**YOUR ASSIGNMENT:** Show each line of the records below where the word "debug" occurs.

[Stored data]
====

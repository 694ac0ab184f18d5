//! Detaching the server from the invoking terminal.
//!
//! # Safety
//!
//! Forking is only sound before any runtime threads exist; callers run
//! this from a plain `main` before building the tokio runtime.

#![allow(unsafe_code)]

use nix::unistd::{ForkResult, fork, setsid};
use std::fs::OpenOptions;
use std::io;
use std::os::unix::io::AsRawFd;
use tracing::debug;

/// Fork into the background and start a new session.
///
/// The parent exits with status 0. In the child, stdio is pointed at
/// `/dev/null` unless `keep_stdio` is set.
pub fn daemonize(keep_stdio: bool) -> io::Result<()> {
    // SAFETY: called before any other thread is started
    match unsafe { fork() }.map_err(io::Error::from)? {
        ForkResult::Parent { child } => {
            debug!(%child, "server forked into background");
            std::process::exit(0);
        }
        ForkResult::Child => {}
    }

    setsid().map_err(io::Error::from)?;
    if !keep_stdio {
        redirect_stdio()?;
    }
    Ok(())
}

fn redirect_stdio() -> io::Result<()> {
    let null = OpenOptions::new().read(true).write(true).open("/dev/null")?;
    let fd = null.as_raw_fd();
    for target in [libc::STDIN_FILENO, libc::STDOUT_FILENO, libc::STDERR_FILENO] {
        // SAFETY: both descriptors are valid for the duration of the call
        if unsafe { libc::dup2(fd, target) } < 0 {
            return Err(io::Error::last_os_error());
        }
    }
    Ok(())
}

====

**COMPLETED TASK:**
use tracing::debug;
            debug!(%child, "server forked into background");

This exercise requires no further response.